§ DATA FOR ANALYSIS
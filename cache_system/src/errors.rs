//! Error types for cache operations
//!
//! This module defines all error types that can occur
//! during cache operations and Redis interactions.

use thiserror::Error;

/// Cache system errors
#[derive(Error, Debug)]
pub enum CacheError {
    #[error("Redis error: {0}")]
    Redis(#[from] redis::RedisError),

    #[error("Connection error: {0}")]
    Connection(String),

    #[error("Serialization error: {0}")]
    SerializationError(#[from] serde_json::Error),

    #[error("Cache operation timeout")]
    Timeout,

    #[error("Cache unavailable: {0}")]
    Unavailable(String),

    /// Prefix deletion stopped part way; keys already removed stay removed
    #[error("Deleted {deleted} keys under '{prefix}' before failing: {source}")]
    PartialDelete {
        prefix: String,
        deleted: u64,
        #[source]
        source: Box<CacheError>,
    },

    #[error("General cache error: {0}")]
    General(String),
}

impl CacheError {
    /// Whether retrying the same idempotent operation may succeed
    pub fn is_retryable(&self) -> bool {
        match self {
            CacheError::Redis(e) => {
                e.is_io_error()
                    || e.is_timeout()
                    || e.is_connection_dropped()
                    || e.is_connection_refusal()
            }
            CacheError::Connection(_) | CacheError::Timeout | CacheError::Unavailable(_) => true,
            CacheError::PartialDelete { source, .. } => source.is_retryable(),
            CacheError::SerializationError(_) | CacheError::General(_) => false,
        }
    }
}
use anyhow::{Result, anyhow};
use base64::Engine;
use base64::engine::general_purpose::STANDARD;
use reqwest::header::CONTENT_TYPE;
use std::path::Path;

use crate::config::ClientConfig;
use crate::dto::{TranscriptionRequest, TranscriptionResult};

pub async fn send_transcription_request(config: &ClientConfig) -> Result<String> {
    let client = reqwest::Client::new();

    if !Path::new(&config.audio_file).exists() {
        return Err(anyhow!("Audio file not found: {}", config.audio_file));
    }

    let audio_data = tokio::fs::read(&config.audio_file)
        .await
        .map_err(|e| anyhow!("Failed to read audio file: {}", e))?;

    println!(
        "📁 Audio source: file: {} ({} bytes)",
        config.audio_file,
        audio_data.len()
    );

    let request = TranscriptionRequest {
        origin: config.origin.clone(),
        name: config.file_name(),
        data: STANDARD.encode(&audio_data),
    };
    let body = serde_json::to_vec(&request)?;

    println!(
        "🚀 Sending transcription request to: {}/transcribe",
        config.server_url
    );

    let response = client
        .post(format!("{}/transcribe", config.server_url))
        .header(CONTENT_TYPE, "application/json")
        .body(body)
        .send()
        .await
        .map_err(|e| anyhow!("Failed to send request: {}", e))?;

    let status = response.status();
    let response_text = response
        .text()
        .await
        .map_err(|e| anyhow!("Failed to read response: {}", e))?;

    if !status.is_success() {
        return Err(anyhow!(
            "Server returned error {}: {}",
            status,
            response_text
        ));
    }

    let result: TranscriptionResult = serde_json::from_str(&response_text)
        .map_err(|e| anyhow!("Failed to parse JSON response: {}", e))?;

    Ok(result.transcription)
}

pub async fn check_server_health(server_url: &str) -> Result<()> {
    let client = reqwest::Client::new();

    println!("🔍 Checking server health at: {server_url}/health");

    let response = client
        .get(format!("{server_url}/health"))
        .send()
        .await
        .map_err(|e| anyhow!("Failed to connect to server: {}", e))?;

    if response.status().is_success() {
        println!("✅ Server is healthy");
        Ok(())
    } else {
        Err(anyhow!("Server health check failed: {}", response.status()))
    }
}

pub async fn run_client(config: ClientConfig) -> Result<()> {
    println!("🎵 Resono Client");
    println!("================");
    println!("📁 File Mode: {}", config.audio_file);
    println!();

    if let Err(e) = check_server_health(&config.server_url).await {
        eprintln!("❌ {e}");
        eprintln!("💡 Make sure the relay is running: resono serve");
        return Err(e);
    }

    match send_transcription_request(&config).await {
        Ok(transcription) => {
            println!("\n✅ Transcription completed!");
            println!("📝 Result:");
            println!("{transcription}");
        }
        Err(e) => {
            eprintln!("❌ Transcription failed: {e}");
            return Err(e);
        }
    }

    Ok(())
}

§ INSTRUCTIONS TO FOLLOW
Print out the records exactly as they were entered.

§ ANSWER TO THE EXERCISE
filename cache_system/src/errors.rs
//! Error types for cache operations
//!
//! This module defines all error types that can occur
//! during cache operations and Redis interactions.

use thiserror::Error;

/// Cache system errors
#[derive(Error, Debug)]
pub enum CacheError {
    #[error("Redis error: {0}")]
    Redis(#[from] redis::RedisError),

    #[error("Connection error: {0}")]
    Connection(String),

    #[error("Serialization error: {0}")]
    SerializationError(#[from] serde_json::Error),

    #[error("Cache operation timeout")]
    Timeout,

    #[error("Cache unavailable: {0}")]
    Unavailable(String),

    /// Prefix deletion stopped part way; keys already removed stay removed
    #[error("Deleted {deleted} keys under '{prefix}' before failing: {source}")]
    PartialDelete {
        prefix: String,
        deleted: u64,
        #[source]
        source: Box<CacheError>,
    },

    #[error("General cache error: {0}")]
    General(String),
}

impl CacheError {
    /// Whether retrying the same idempotent operation may succeed
    pub fn is_retryable(&self) -> bool {
        match self {
            CacheError::Redis(e) => {
                e.is_io_error()
                    || e.is_timeout()
                    || e.is_connection_dropped()
                    || e.is_connection_refusal()
            }
            CacheError::Connection(_) | CacheError::Timeout | CacheError::Unavailable(_) => true,
            CacheError::PartialDelete { source, .. } => source.is_retryable(),
            CacheError::SerializationError(_) | CacheError::General(_) => false,
        }
    }
}
use anyhow::{Result, anyhow};
use base64::Engine;
use base64::engine::general_purpose::STANDARD;
use reqwest::header::CONTENT_TYPE;
use std::path::Path;

use crate::config::ClientConfig;
use crate::dto::{TranscriptionRequest, TranscriptionResult};

pub async fn send_transcription_request(config: &ClientConfig) -> Result<String> {
    let client = reqwest::Client::new();

    if !Path::new(&config.audio_file).exists() {
        return Err(anyhow!("Audio file not found: {}", config.audio_file));
    }

    let audio_data = tokio::fs::read(&config.audio_file)
        .await
        .map_err(|e| anyhow!("Failed to read audio file: {}", e))?;

    println!(
        "📁 Audio source: file: {} ({} bytes)",
        config.audio_file,
        audio_data.len()
    );

    let request = TranscriptionRequest {
        origin: config.origin.clone(),
        name: config.file_name(),
        data: STANDARD.encode(&audio_data),
    };
    let body = serde_json::to_vec(&request)?;

    println!(
        "🚀 Sending transcription request to: {}/transcribe",
        config.server_url
    );

    let response = client
        .post(format!("{}/transcribe", config.server_url))
        .header(CONTENT_TYPE, "application/json")
        .body(body)
        .send()
        .await
        .map_err(|e| anyhow!("Failed to send request: {}", e))?;

    let status = response.status();
    let response_text = response
        .text()
        .await
        .map_err(|e| anyhow!("Failed to read response: {}", e))?;

    if !status.is_success() {
        return Err(anyhow!(
            "Server returned error {}: {}",
            status,
            response_text
        ));
    }

    let result: TranscriptionResult = serde_json::from_str(&response_text)
        .map_err(|e| anyhow!("Failed to parse JSON response: {}", e))?;

    Ok(result.transcription)
}

pub async fn check_server_health(server_url: &str) -> Result<()> {
    let client = reqwest::Client::new();

    println!("🔍 Checking server health at: {server_url}/health");

    let response = client
        .get(format!("{server_url}/health"))
        .send()
        .await
        .map_err(|e| anyhow!("Failed to connect to server: {}", e))?;

    if response.status().is_success() {
        println!("✅ Server is healthy");
        Ok(())
    } else {
        Err(anyhow!("Server health check failed: {}", response.status()))
    }
}

pub async fn run_client(config: ClientConfig) -> Result<()> {
    println!("🎵 Resono Client");
    println!("================");
    println!("📁 File Mode: {}", config.audio_file);
    println!();

    if let Err(e) = check_server_health(&config.server_url).await {
        eprintln!("❌ {e}");
        eprintln!("💡 Make sure the relay is running: resono serve");
        return Err(e);
    }

    match send_transcription_request(&config).await {
        Ok(transcription) => {
            println!("\n✅ Transcription completed!");
            println!("📝 Result:");
            println!("{transcription}");
        }
        Err(e) => {
            eprintln!("❌ Transcription failed: {e}");
            return Err(e);
        }
    }

    Ok(())
}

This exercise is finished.